-- The data follows --
/// `Point(x, y)` with `Sum()`; the entry builds two points, one through `call .ctor`
/// on a local and one through `newobj`, and returns `first.Sum() + second.X`.
fn points() -> Result<Points> {
    let program = Program::new()?;
    let module = &program.module;
    let point = TypeDefBuilder::new("Tests", "Point").value_type().build(module)?;
    let x = FieldDefBuilder::new("X", TypeSig::I4).build(module, point)?;
    let y = FieldDefBuilder::new("Y", TypeSig::I4).build(module, point)?;
    let ctor = MethodDefBuilder::constructor()
        .param(TypeSig::I4)
        .param(TypeSig::I4)
        .body(MethodBodyBuilder::new().implementation(move |asm| {
            asm.ldarg_0()?
                .ldarg_1()?
                .stfld(x)?
                .ldarg_0()?
                .ldarg_2()?
                .stfld(y)?
                .ret()?;
            Ok(())
        }))
        .build(module, point)?;
    let sum = MethodDefBuilder::new("Sum")
        .returns(TypeSig::I4)
        .body(MethodBodyBuilder::new().implementation(move |asm| {
            asm.ldarg_0()?
                .ldfld(x)?
                .ldarg_0()?
                .ldfld(y)?
                .add()?
                .ret()?;
            Ok(())
        }))
        .build(module, point)?;

    let entry = program.method(
        "Points",
        TypeSig::I4,
        MethodBodyBuilder::new()
            .local(TypeSig::ValueType(point))
            .local(TypeSig::ValueType(point))
            .implementation(move |asm| {
                asm.ldloca(0)?
                    .ldc_i4_3()?
                    .ldc_i4_4()?
                    .call(ctor)?
                    .ldloca(0)?
                    .call(sum)?
                    .ldc_i4_5()?
                    .ldc_i4_6()?
                    .newobj(ctor)?
                    .stloc_1()?
                    .ldloca(1)?
                    .ldfld(x)?
                    .add()?
                    .ret()?;
                Ok(())
            }),
    )?;
    Ok(Points {
        program,
        sum,
        entry,
    })
}

#[test]
fn value_types_after_rewriting() -> Result<()> {
    let Points { program, entry, .. } = points()?;
    let runtime = program.runtime();
    let run = IsolationRun::with_config(&runtime, vec![], IsolationConfig::strict())?;
    assert_eq!(run.invoke(entry, vec![])?, Value::I4(12));
    Ok(())
}

#[test]
fn value_type_methods_can_be_shimmed() -> Result<()> {
    let Points {
        program,
        sum,
        entry,
    } = points()?;
    let point = program.module.method(sum)?.declaring_type;
    let shim = Shim::replace(&program.module, sum)?.with_native(
        &program.module,
        NativeMethod::new(
            "sum",
            vec![TypeSig::ValueType(point).by_ref()],
            TypeSig::I4,
            |_, _| Ok(Value::I4(100)),
        ),
    )?;

    let runtime = program.runtime();
    let run = IsolationRun::new(&runtime, vec![shim])?;
    assert_eq!(run.invoke(entry, vec![])?, Value::I4(105));
    Ok(())
}

struct Named {
    program: Program,
    constrained: Token,
    boxed: Token,
    class_instance: Token,
}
-- The data concluded --
- **Aim of the task**:
Provide only the count of lines within the entries above that include the string "Token".

- **Completed task**:
3